A naive approach like “sort the applicants for each scholarship and take the best” would cost \(O(K_i \log K_i)\) per scholarship, totaling \(O\!\left(\sum K_i \log K_i\right)\), which is wasteful (and tends to be unnecessarily slow for the largest cases).
However, since we only need to find “the single best”, the optimal approach is to update the best via a linear scan without sorting.

Example: If a scholarship’s applicants are [3, 5, 2] with evaluation scores \(P_3=80, P_5=90, P_2=90\):
- The maximum evaluation score is \(90\) (applicants 5 and 2 are tied) - Among tied applicants, number 2 wins since it is smaller
→ The answer is 2
This is obtained during the scan by simply updating whenever “the evaluation score is higher, or the score is tied and the number is smaller”.

Algorithm

1. Store applicant \(j\)’s evaluation score \(P_j\) in an array (using \(1\)-indexed makes it easy to correspond with applicant numbers).
2. For each scholarship:
   • If \(K_i=0\), output 0.
   • Otherwise, maintain best (current best applicant number) and bestP (their evaluation score), and iterate through the applicant list from the beginning.
   • When examining applicant \(c\), update if:
     • \(P_c > bestP\) (higher evaluation score)
     • or \(P_c = bestP\) and \(c < best\) (tied score but smaller number)
3. Output best for each scholarship.

This comparison rule directly achieves “maximum evaluation score, with smallest number as tiebreaker”.

Complexity

• Time complexity: \(O\!\left(M + \sum_{i=1}^{N} K_i\right)\)
  (Reading evaluation scores takes \(O(M)\), and processing each applicant ID once in total takes \(O(\sum K_i)\))
• Space complexity: \(O(M)\)
  (For storing the evaluation score array \(P\))

Implementation Notes

• Since the input size is large, we read all input at once using sys.stdin.buffer.read() and speed things up with split() → map(int, ...).

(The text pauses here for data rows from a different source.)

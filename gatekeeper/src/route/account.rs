use api::{
    request::RegisterAccount,
    response::{Account, SessionState},
};
use axum::{
    extract::{Path, State},
    routing::{get, post},
    Json, Router,
};
use http::StatusCode;
use uuid::Uuid;

use crate::error::AppError;
use crate::result::Result;
use crate::AppState;

pub fn route() -> Router<AppState> {
    Router::new()
        .route(api::path::ACCOUNTS, post(register))
        .route("/api/accounts/:id/stream", get(stream_state))
        .route("/api/accounts/:id/stream-key", post(rotate_stream_key))
}

async fn register(
    State(state): State<AppState>,
    Json(req): Json<RegisterAccount>,
) -> Result<(StatusCode, Json<Account>)> {
    let email = req.email.trim().to_lowercase();
    if email.is_empty() || !email.contains('@') {
        return Err(AppError::bad_request("invalid email"));
    }
    if req.password.is_empty() {
        return Err(AppError::bad_request("password required"));
    }

    let account = state
        .credentials
        .create_account(&email, &req.password)
        .await
        .map_err(AppError::account)?;
    Ok((StatusCode::CREATED, Json(account.into())))
}

async fn stream_state(
    State(state): State<AppState>,
    Path(id): Path<Uuid>,
) -> Result<Json<SessionState>> {
    state
        .query
        .get_session_state(id)
        .await
        .map_err(AppError::store)?
        .map(Json)
        .ok_or_else(|| AppError::account_not_found(id))
}

async fn rotate_stream_key(
    State(state): State<AppState>,
    Path(id): Path<Uuid>,
) -> Result<Json<Account>> {
    state
        .gateway
        .rotate_stream_key(id)
        .await
        .map_err(AppError::account)?
        .map(|account| Json(account.into()))
        .ok_or_else(|| AppError::account_not_found(id))
}
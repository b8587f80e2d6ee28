use sea_orm::entity::prelude::*;
use serde::{Deserialize, Serialize};

#[derive(Clone, Debug, PartialEq, DeriveEntityModel, Eq, Serialize, Deserialize)]
#[sea_orm(table_name = "accounts")]
pub struct Model {
    #[sea_orm(primary_key, auto_increment = false)]
    pub id: Uuid,
    #[sea_orm(unique)]
    pub email: String,
    #[serde(skip_serializing)]
    pub password_hash: String,
    #[sea_orm(unique)]
    pub stream_key: String,
    pub created_at: DateTimeWithTimeZone,
}

#[derive(Copy, Clone, Debug, EnumIter, DeriveRelation)]
pub enum Relation {
    #[sea_orm(has_many = "super::sessions::Entity")]
    Sessions,
}

impl Related<super::sessions::Entity> for Entity {
    fn to() -> RelationDef {
        Relation::Sessions.def()
    }
}

impl ActiveModelBehavior for ActiveModel {}

impl From<Model> for api::response::Account {
    fn from(model: Model) -> Self {
        Self {
            id: model.id,
            email: model.email,
            stream_key: model.stream_key,
            created_at: model.created_at.timestamp_millis(),
        }
    }
}
use uuid::Uuid;

use crate::request::PageQuery;

/// Called by the ingest edge before it accepts a publish
pub const PUBLISH_START: &str = "/api/auth/stream";
/// Called by the ingest edge after a publish ends
pub const PUBLISH_END: &str = "/api/auth/stream-end";

pub const ACCOUNTS: &str = "/api/accounts";
pub const ACTIVE_SESSIONS: &str = "/api/sessions/active";
pub const RECONCILE: &str = "/api/admin/reconcile";
pub const EVENTS: &str = "/api/events";

pub fn account_stream(account: &Uuid) -> String {
    format!("/api/accounts/{}/stream", account)
}

pub fn account_stream_key(account: &Uuid) -> String {
    format!("/api/accounts/{}/stream-key", account)
}

pub fn active_sessions(qry: PageQuery) -> String {
    let query = serde_html_form::to_string(qry).unwrap_or_default();
    if query.is_empty() {
        ACTIVE_SESSIONS.to_string()
    } else {
        format!("{}?{}", ACTIVE_SESSIONS, query)
    }
}
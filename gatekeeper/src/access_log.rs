use std::time::Instant;

use axum::{extract::Request, middleware::Next, response::Response};
use tracing::{error, info, warn};

/// Edge callbacks hold up a media handshake; anything slower is worth a look
const SLOW_REQUEST_MS: u128 = 500;

/// One line per request. Bodies are never logged since hook bodies carry
/// stream keys and account bodies carry passwords.
pub async fn log_request(req: Request, next: Next) -> Response {
    let start = Instant::now();
    let method = req.method().clone();
    let path = req.uri().path().to_string();

    let res = next.run(req).await;
    let elapsed = start.elapsed().as_millis();
    let status = res.status().as_u16();

    if res.status().is_server_error() {
        error!("[{} {}] [{}] {}ms", method, path, status, elapsed);
    } else if elapsed > SLOW_REQUEST_MS {
        warn!("[{} {}] [{}] {}ms", method, path, status, elapsed);
    } else {
        info!("[{} {}] [{}] {}ms", method, path, status, elapsed);
    }

    res
}
//! Best-effort analytics for stream lifecycle, relay, error and performance events.
//!
//! Submissions never block and never fail the caller. Events go into a bounded
//! queue drained by a worker task that batches them to an [`EventSink`]; a full
//! queue or an unreachable sink only costs events, never a publish decision.

pub mod posthog;

use std::{fmt::Debug, sync::Arc, time::Duration};

use async_trait::async_trait;
use chrono::{DateTime, Utc};
use serde::Serialize;
use serde_json::{Map, Value};
use tokio::sync::{mpsc, oneshot};
use tracing::{debug, error, info, warn};

use crate::config;

pub const ERROR_EVENT: &str = "media_server_error";
pub const PERFORMANCE_EVENT: &str = "performance_metric";

#[derive(Clone, Debug, PartialEq, Serialize)]
pub struct Event {
    pub event: String,
    pub distinct_id: String,
    pub properties: Map<String, Value>,
    pub timestamp: DateTime<Utc>,
}

#[async_trait]
pub trait EventSink: Debug + Send + Sync {
    async fn deliver(&self, batch: &[Event]) -> anyhow::Result<()>;
}

/// Tags attached to every event
#[derive(Clone, Debug)]
struct Enrichment {
    environment: String,
    server_role: String,
}

enum Command {
    Capture(Event),
    Flush(oneshot::Sender<()>),
}

#[derive(Clone, Debug)]
pub struct Reporter {
    sender: mpsc::Sender<Command>,
    enrichment: Arc<Enrichment>,
}

impl Debug for Command {
    fn fmt(&self, f: &mut std::fmt::Formatter<'_>) -> std::fmt::Result {
        match self {
            Command::Capture(event) => write!(f, "Capture({})", event.event),
            Command::Flush(_) => f.write_str("Flush"),
        }
    }
}

#[derive(Clone, Debug, Default)]
pub enum Telemetry {
    /// No sink configured, every call is a no-op
    #[default]
    Disabled,
    Enabled(Reporter),
}

impl Telemetry {
    /// Build from configuration. Must run inside a tokio runtime when enabled.
    pub fn new(cfg: &config::Telemetry) -> Self {
        match (&cfg.api_key, &cfg.host) {
            (Some(api_key), Some(host)) if cfg.is_enabled() => {
                match posthog::PostHogSink::new(
                    api_key.clone(),
                    host.clone(),
                    Duration::from_millis(cfg.delivery_timeout),
                ) {
                    Ok(sink) => {
                        info!(%host, "telemetry enabled");
                        Self::with_sink(Arc::new(sink), cfg)
                    }
                    Err(e) => {
                        error!("telemetry sink setup failed, reporting disabled: {:?}", e);
                        Telemetry::Disabled
                    }
                }
            }
            _ => {
                info!("telemetry disabled: missing api key or host");
                Telemetry::Disabled
            }
        }
    }

    pub fn with_sink(sink: Arc<dyn EventSink>, cfg: &config::Telemetry) -> Self {
        let (sender, receiver) = mpsc::channel(cfg.queue_capacity);
        tokio::spawn(worker(
            receiver,
            sink,
            cfg.batch_size,
            Duration::from_millis(cfg.flush_interval),
            cfg.delivery_attempts.max(1),
        ));
        Telemetry::Enabled(Reporter {
            sender,
            enrichment: Arc::new(Enrichment {
                environment: cfg.environment.clone(),
                server_role: cfg.server_role.clone(),
            }),
        })
    }

    pub fn is_enabled(&self) -> bool {
        matches!(self, Telemetry::Enabled(_))
    }

    pub fn stream_lifecycle_event(&self, stream_key: &str, event: &str, properties: Map<String, Value>) {
        self.capture(stream_key, event, "stream_key", properties);
    }

    pub fn connection_event(&self, connection_id: &str, event: &str, properties: Map<String, Value>) {
        self.capture(connection_id, event, "connection_id", properties);
    }

    pub fn relay_event(
        &self,
        stream_key: &str,
        destination: &str,
        event: &str,
        mut properties: Map<String, Value>,
    ) {
        properties.insert("destination_url".to_string(), destination.into());
        self.stream_lifecycle_event(stream_key, event, properties);
    }

    pub fn error_event(
        &self,
        stream_key: &str,
        error_type: &str,
        error_message: &str,
        mut properties: Map<String, Value>,
    ) {
        properties.insert("error_type".to_string(), error_type.into());
        properties.insert("error_message".to_string(), error_message.into());
        self.stream_lifecycle_event(stream_key, ERROR_EVENT, properties);
    }

    pub fn performance_metric(
        &self,
        stream_key: &str,
        metric_name: &str,
        value: f64,
        mut properties: Map<String, Value>,
    ) {
        properties.insert("metric_name".to_string(), metric_name.into());
        properties.insert("metric_value".to_string(), value.into());
        self.stream_lifecycle_event(stream_key, PERFORMANCE_EVENT, properties);
    }

    fn capture(&self, distinct_id: &str, event: &str, id_field: &str, mut properties: Map<String, Value>) {
        let Telemetry::Enabled(reporter) = self else {
            return;
        };

        let now = Utc::now();
        properties.insert(id_field.to_string(), distinct_id.into());
        properties.insert("timestamp".to_string(), now.to_rfc3339().into());
        properties.insert(
            "environment".to_string(),
            reporter.enrichment.environment.clone().into(),
        );
        properties.insert(
            "server_type".to_string(),
            reporter.enrichment.server_role.clone().into(),
        );

        let event = Event {
            event: event.to_string(),
            distinct_id: distinct_id.to_string(),
            properties,
            timestamp: now,
        };

        match reporter.sender.try_send(Command::Capture(event)) {
            Ok(_) => {}
            Err(mpsc::error::TrySendError::Full(cmd)) => {
                warn!("telemetry queue full, dropping {:?}", cmd)
            }
            Err(mpsc::error::TrySendError::Closed(cmd)) => {
                debug!("telemetry worker gone, dropping {:?}", cmd)
            }
        }
    }

    /// Deliver everything queued so far, waiting at most `deadline`.
    /// Only meant for shutdown; partial delivery is acceptable.
    pub async fn flush(&self, deadline: Duration) {
        let Telemetry::Enabled(reporter) = self else {
            return;
        };

        let (tx, rx) = oneshot::channel();
        let drained = tokio::time::timeout(deadline, async {
            reporter.sender.send(Command::Flush(tx)).await.ok()?;
            rx.await.ok()
        })
        .await;

        match drained {
            Ok(Some(())) => debug!("telemetry flushed"),
            Ok(None) => debug!("telemetry worker already stopped"),
            Err(_) => warn!("telemetry flush deadline {:?} exceeded", deadline),
        }
    }
}

async fn worker(
    mut receiver: mpsc::Receiver<Command>,
    sink: Arc<dyn EventSink>,
    batch_size: usize,
    flush_interval: Duration,
    attempts: u8,
) {
    let mut buffer: Vec<Event> = Vec::with_capacity(batch_size);
    let mut ticker = tokio::time::interval(flush_interval);
    ticker.set_missed_tick_behavior(tokio::time::MissedTickBehavior::Delay);

    loop {
        tokio::select! {
            cmd = receiver.recv() => match cmd {
                Some(Command::Capture(event)) => {
                    buffer.push(event);
                    if buffer.len() >= batch_size {
                        deliver(sink.as_ref(), &mut buffer, attempts).await;
                    }
                }
                Some(Command::Flush(ack)) => {
                    deliver(sink.as_ref(), &mut buffer, attempts).await;
                    let _ = ack.send(());
                }
                None => {
                    deliver(sink.as_ref(), &mut buffer, attempts).await;
                    debug!("telemetry worker stopped");
                    return;
                }
            },
            _ = ticker.tick() => {
                deliver(sink.as_ref(), &mut buffer, attempts).await;
            }
        }
    }
}

async fn deliver(sink: &dyn EventSink, buffer: &mut Vec<Event>, attempts: u8) {
    if buffer.is_empty() {
        return;
    }

    let batch = std::mem::take(buffer);
    for attempt in 1..=attempts {
        match sink.deliver(&batch).await {
            Ok(_) => {
                debug!(events = batch.len(), "telemetry delivered");
                return;
            }
            Err(e) => warn!(attempt, "telemetry delivery failed: {:?}", e),
        }
    }
    error!(events = batch.len(), "telemetry batch dropped after {} attempts", attempts);
}

#[cfg(test)]
pub(crate) mod tests {
    use super::*;
    use std::sync::{
        atomic::{AtomicUsize, Ordering},
        Mutex,
    };

    /// Keeps every delivered event
    #[derive(Debug, Default)]
    pub(crate) struct MemorySink {
        pub events: Mutex<Vec<Event>>,
    }

    impl MemorySink {
        pub fn names(&self) -> Vec<String> {
            self.events
                .lock()
                .unwrap()
                .iter()
                .map(|e| e.event.clone())
                .collect()
        }
    }

    #[async_trait]
    impl EventSink for MemorySink {
        async fn deliver(&self, batch: &[Event]) -> anyhow::Result<()> {
            self.events.lock().unwrap().extend_from_slice(batch);
            Ok(())
        }
    }

    #[derive(Debug, Default)]
    struct FailingSink {
        calls: AtomicUsize,
    }

    #[async_trait]
    impl EventSink for FailingSink {
        async fn deliver(&self, _batch: &[Event]) -> anyhow::Result<()> {
            self.calls.fetch_add(1, Ordering::SeqCst);
            Err(anyhow::anyhow!("sink unreachable"))
        }
    }

    /// Never finishes a delivery
    #[derive(Debug)]
    struct StuckSink;

    #[async_trait]
    impl EventSink for StuckSink {
        async fn deliver(&self, _batch: &[Event]) -> anyhow::Result<()> {
            std::future::pending::<()>().await;
            Ok(())
        }
    }

    pub(crate) fn test_config() -> config::Telemetry {
        config::Telemetry {
            environment: "test".to_string(),
            flush_interval: 60 * 1000,
            ..Default::default()
        }
    }

    #[tokio::test]
    async fn test_disabled_is_noop() {
        let telemetry = Telemetry::new(&config::Telemetry::default());
        assert!(!telemetry.is_enabled());
        telemetry.stream_lifecycle_event("abc123", "stream_authorized", Map::new());
        telemetry.flush(Duration::from_millis(10)).await;
    }

    #[tokio::test]
    async fn test_events_are_enriched() {
        let sink = Arc::new(MemorySink::default());
        let telemetry = Telemetry::with_sink(sink.clone(), &test_config());

        telemetry.relay_event("abc123", "rtmp://live.twitch.tv/app", "relay_push_started", Map::new());
        telemetry.error_event("abc123", "relay_error", "connection refused", Map::new());
        telemetry.performance_metric("abc123", "bitrate_kbps", 4500.0, Map::new());
        telemetry.connection_event("conn-1", "client_connected", Map::new());
        telemetry.flush(Duration::from_secs(1)).await;

        let events = sink.events.lock().unwrap().clone();
        assert_eq!(4, events.len());

        let relay = &events[0];
        assert_eq!("relay_push_started", relay.event);
        assert_eq!("abc123", relay.distinct_id);
        assert_eq!(Some(&Value::from("abc123")), relay.properties.get("stream_key"));
        assert_eq!(
            Some(&Value::from("rtmp://live.twitch.tv/app")),
            relay.properties.get("destination_url")
        );
        assert_eq!(Some(&Value::from("test")), relay.properties.get("environment"));
        assert_eq!(Some(&Value::from("media_server")), relay.properties.get("server_type"));
        assert!(relay.properties.contains_key("timestamp"));

        assert_eq!(ERROR_EVENT, events[1].event);
        assert_eq!(Some(&Value::from("relay_error")), events[1].properties.get("error_type"));
        assert_eq!(PERFORMANCE_EVENT, events[2].event);
        assert_eq!(Some(&Value::from(4500.0)), events[2].properties.get("metric_value"));
        assert_eq!(Some(&Value::from("conn-1")), events[3].properties.get("connection_id"));
    }

    #[tokio::test]
    async fn test_batch_size_triggers_delivery() {
        let sink = Arc::new(MemorySink::default());
        let cfg = config::Telemetry {
            batch_size: 2,
            ..test_config()
        };
        let telemetry = Telemetry::with_sink(sink.clone(), &cfg);

        telemetry.stream_lifecycle_event("a", "stream_authorized", Map::new());
        telemetry.stream_lifecycle_event("b", "stream_authorized", Map::new());

        for _ in 0..100 {
            if sink.events.lock().unwrap().len() == 2 {
                break;
            }
            tokio::time::sleep(Duration::from_millis(10)).await;
        }
        assert_eq!(2, sink.events.lock().unwrap().len());
    }

    #[tokio::test]
    async fn test_failed_delivery_is_bounded_and_swallowed() {
        let sink = Arc::new(FailingSink::default());
        let cfg = config::Telemetry {
            delivery_attempts: 3,
            ..test_config()
        };
        let telemetry = Telemetry::with_sink(sink.clone(), &cfg);

        telemetry.stream_lifecycle_event("abc123", "stream_ended", Map::new());
        telemetry.flush(Duration::from_secs(1)).await;
        telemetry.flush(Duration::from_secs(1)).await;

        assert_eq!(3, sink.calls.load(Ordering::SeqCst));
    }

    #[tokio::test]
    async fn test_full_queue_drops_without_blocking() {
        let cfg = config::Telemetry {
            queue_capacity: 1,
            batch_size: 1,
            ..test_config()
        };
        let telemetry = Telemetry::with_sink(Arc::new(StuckSink), &cfg);

        for _ in 0..100 {
            telemetry.stream_lifecycle_event("abc123", "stream_authorized", Map::new());
        }

        let started = std::time::Instant::now();
        telemetry.flush(Duration::from_millis(50)).await;
        assert!(started.elapsed() < Duration::from_secs(1));
    }
}
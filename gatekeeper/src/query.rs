use std::{future::Future, time::Duration};

use api::response::{ActiveSession, SessionState};
use uuid::Uuid;

use crate::error::StoreError;
use crate::service::{credentials::CredentialStore, registry::SessionRegistry};

/// Read side for the dashboard and operator tooling. Every call reads the
/// store directly so a finished publish or a reaped session shows up at once.
#[derive(Clone, Debug)]
pub struct SessionQuery {
    credentials: CredentialStore,
    registry: SessionRegistry,
    timeout: Duration,
}

impl SessionQuery {
    pub fn new(credentials: CredentialStore, registry: SessionRegistry, timeout: Duration) -> Self {
        Self {
            credentials,
            registry,
            timeout,
        }
    }

    /// `None` for an unknown account
    pub async fn get_session_state(
        &self,
        account_id: Uuid,
    ) -> Result<Option<SessionState>, StoreError> {
        self.bounded(self.read_session_state(account_id)).await
    }

    /// Open sessions, most recent start first
    pub async fn list_active_sessions(&self) -> Result<Vec<ActiveSession>, StoreError> {
        self.bounded(self.read_active_sessions()).await
    }

    async fn read_session_state(
        &self,
        account_id: Uuid,
    ) -> Result<Option<SessionState>, StoreError> {
        let Some(account) = self.credentials.find_by_id(account_id).await? else {
            return Ok(None);
        };

        let session = match self.registry.find_open(&account.stream_key).await? {
            Some(open) => Some(open),
            None => self.registry.find_latest(&account.stream_key).await?,
        };

        Ok(Some(SessionState {
            stream_key: account.stream_key,
            is_live: session.as_ref().is_some_and(|s| s.is_open()),
            active_session: session.map(Into::into),
        }))
    }

    async fn read_active_sessions(&self) -> Result<Vec<ActiveSession>, StoreError> {
        let rows = self.registry.list_open().await?;
        Ok(rows
            .into_iter()
            .map(|(session, account)| ActiveSession {
                session: session.into(),
                email: account.map(|a| a.email),
            })
            .collect())
    }

    async fn bounded<T, F>(&self, fut: F) -> Result<T, StoreError>
    where
        F: Future<Output = Result<T, StoreError>>,
    {
        tokio::time::timeout(self.timeout, fut)
            .await
            .unwrap_or(Err(StoreError::Timeout(self.timeout)))
    }
}
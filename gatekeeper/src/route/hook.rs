use api::request::PublishHook;
use axum::{extract::State, response::IntoResponse, routing::post, Router};
use http::StatusCode;
use tracing::debug;

use crate::gateway::{Decision, Rejection};
use crate::route::JsonOrForm;
use crate::AppState;

/// Ingest edge callbacks. Never token protected: the edge authenticates the
/// publisher with the stream key itself.
pub fn route() -> Router<AppState> {
    Router::new()
        .route(api::path::PUBLISH_START, post(publish_start))
        .route(api::path::PUBLISH_END, post(publish_end))
}

async fn publish_start(
    State(state): State<AppState>,
    JsonOrForm(hook): JsonOrForm<PublishHook>,
) -> impl IntoResponse {
    debug!(app = ?hook.app, addr = ?hook.addr, "publish start");
    match state.gateway.authorize_publish(&hook.name).await {
        Decision::Accept(_) => (StatusCode::OK, "OK"),
        Decision::Reject(Rejection::UnknownKey) => (StatusCode::UNAUTHORIZED, "Unauthorized"),
        Decision::Reject(Rejection::StoreUnavailable) => {
            (StatusCode::SERVICE_UNAVAILABLE, "Service Unavailable")
        }
    }
}

async fn publish_end(
    State(state): State<AppState>,
    JsonOrForm(hook): JsonOrForm<PublishHook>,
) -> impl IntoResponse {
    debug!(app = ?hook.app, addr = ?hook.addr, "publish end");
    state.gateway.report_publish_end(&hook.name).await;
    (StatusCode::OK, "OK")
}
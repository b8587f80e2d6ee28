use clap::Parser;
use tracing::{debug, error, info, warn};

mod log;

#[derive(Parser)]
#[command(version)]
struct Args {
    /// Set config file path
    #[arg(short, long)]
    config: Option<String>,
}

#[tokio::main]
async fn main() -> anyhow::Result<()> {
    let args = Args::parse();
    let cfg = gatekeeper::config::Config::parse(args.config)?;

    log::set(format!(
        "streamgate={},gatekeeper={},sqlx=warn",
        cfg.log.level, cfg.log.level
    ));

    warn!("set log level : {}", cfg.log.level);
    debug!("config : {:?}", cfg);

    let listener = tokio::net::TcpListener::bind(cfg.http.listen).await?;

    if let Err(e) = gatekeeper::serve(cfg, listener, shutdown_signal()).await {
        error!("Server error: {:?}", e);
        return Err(e);
    }
    info!("Server shutdown");
    Ok(())
}

async fn shutdown_signal() {
    let name = signal::wait_for_stop_signal().await;
    info!("received {}, shutting down", name);
}
use serde::{Deserialize, Serialize};
use uuid::Uuid;

#[derive(Serialize, Deserialize, Clone, Debug, PartialEq, Eq)]
#[serde(rename_all = "camelCase")]
pub struct Account {
    pub id: Uuid,
    pub email: String,
    pub stream_key: String,
    pub created_at: i64,
}

/// One live interval of a stream key. `ended_at` is `None` while live.
#[derive(Serialize, Deserialize, Clone, Debug, PartialEq, Eq)]
#[serde(rename_all = "camelCase")]
pub struct Session {
    pub id: Uuid,
    pub account_id: Uuid,
    pub stream_key: String,
    pub started_at: i64,
    pub ended_at: Option<i64>,
    #[serde(default, skip_serializing_if = "Option::is_none")]
    pub end_reason: Option<String>,
}

#[derive(Serialize, Deserialize, Clone, Debug, PartialEq, Eq)]
#[serde(rename_all = "camelCase")]
pub struct SessionState {
    pub stream_key: String,
    pub is_live: bool,
    pub active_session: Option<Session>,
}

#[derive(Serialize, Deserialize, Clone, Debug, PartialEq, Eq)]
#[serde(rename_all = "camelCase")]
pub struct ActiveSession {
    #[serde(flatten)]
    pub session: Session,
    pub email: Option<String>,
}

#[derive(Serialize, Deserialize, Clone, Debug, PartialEq, Eq)]
pub struct Reconcile {
    pub reaped: u64,
}

#[derive(Serialize, Deserialize, Clone, Debug)]
#[serde(rename_all = "camelCase")]
pub struct Page<T> {
    pub page_no: u64,
    pub page_size: u64,
    pub total: u64,
    pub page: u64,
    pub data: Vec<T>,
}

impl<T> Page<T> {
    pub fn new(page_no: u64, page_size: u64, total: u64) -> Self {
        Self {
            page_no,
            page_size,
            total,
            page: total.div_ceil(page_size.max(1)),
            data: vec![],
        }
    }

    /// Whether the requested page holds any rows
    pub fn has_next_data(&self) -> bool {
        self.total > self.offset()
    }

    /// Rows before the requested page, saturating for out of range pages
    pub fn offset(&self) -> u64 {
        self.page_no.saturating_sub(1).saturating_mul(self.page_size)
    }
}

#[cfg(test)]
mod tests {
    use super::*;

    #[test]
    fn test_page_bounds() {
        let page = Page::<()>::new(2, 2, 3);
        assert_eq!(2, page.page);
        assert_eq!(2, page.offset());
        assert!(page.has_next_data());
        assert!(!Page::<()>::new(3, 2, 3).has_next_data());
    }

    #[test]
    fn test_huge_page_no_has_no_data() {
        let page = Page::<()>::new(4611686018427387905, 4, 3);
        assert_eq!(u64::MAX, page.offset());
        assert!(!page.has_next_data());
    }
}
use sea_orm::entity::prelude::*;
use serde::{Deserialize, Serialize};

/// One live interval of a stream key. Times are epoch milliseconds,
/// `ended_at` stays `None` while the key is live.
#[derive(Clone, Debug, PartialEq, DeriveEntityModel, Eq, Serialize, Deserialize)]
#[sea_orm(table_name = "sessions")]
pub struct Model {
    #[sea_orm(primary_key, auto_increment = false)]
    pub id: Uuid,
    pub account_id: Uuid,
    pub stream_key: String,
    pub started_at: i64,
    pub ended_at: Option<i64>,
    pub end_reason: Option<String>, // publish_end, reaped, restarted, rotated
}

#[derive(Copy, Clone, Debug, EnumIter, DeriveRelation)]
pub enum Relation {
    #[sea_orm(
        belongs_to = "super::accounts::Entity",
        from = "Column::AccountId",
        to = "super::accounts::Column::Id"
    )]
    Account,
}

impl Related<super::accounts::Entity> for Entity {
    fn to() -> RelationDef {
        Relation::Account.def()
    }
}

impl ActiveModelBehavior for ActiveModel {}

impl Model {
    pub fn is_open(&self) -> bool {
        self.ended_at.is_none()
    }
}

impl From<Model> for api::response::Session {
    fn from(model: Model) -> Self {
        Self {
            id: model.id,
            account_id: model.account_id,
            stream_key: model.stream_key,
            started_at: model.started_at,
            ended_at: model.ended_at,
            end_reason: model.end_reason,
        }
    }
}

• Since applicant numbers range from \(1\) to \(M\), we prepare an evaluation score array of size P[M+1] so that P[c] can be accessed directly.

• Forgetting the tiebreak (number comparison when scores are tied) will result in WA, so it is important to write the update condition precisely as:
  pc > bestP or (pc == bestP and c < best)

  Source Code

import sys

def main():
    data = list(map(int, sys.stdin.buffer.read().split()))
    it = iter(data)
    N = next(it)
    M = next(it)

    P = [0] * (M + 1)
    for j in range(1, M + 1):
        P[j] = next(it)

    out_lines = []
    for _ in range(N):
        k = next(it)
        if k == 0:
            out_lines.append("0")
            continue
        best = 0
        bestP = -1
        for _ in range(k):
            c = next(it)
            pc = P[c]
            if pc > bestP or (pc == bestP and c < best):
                bestP = pc
                best = c
        out_lines.append(str(best))

    sys.stdout.write("\n".join(out_lines))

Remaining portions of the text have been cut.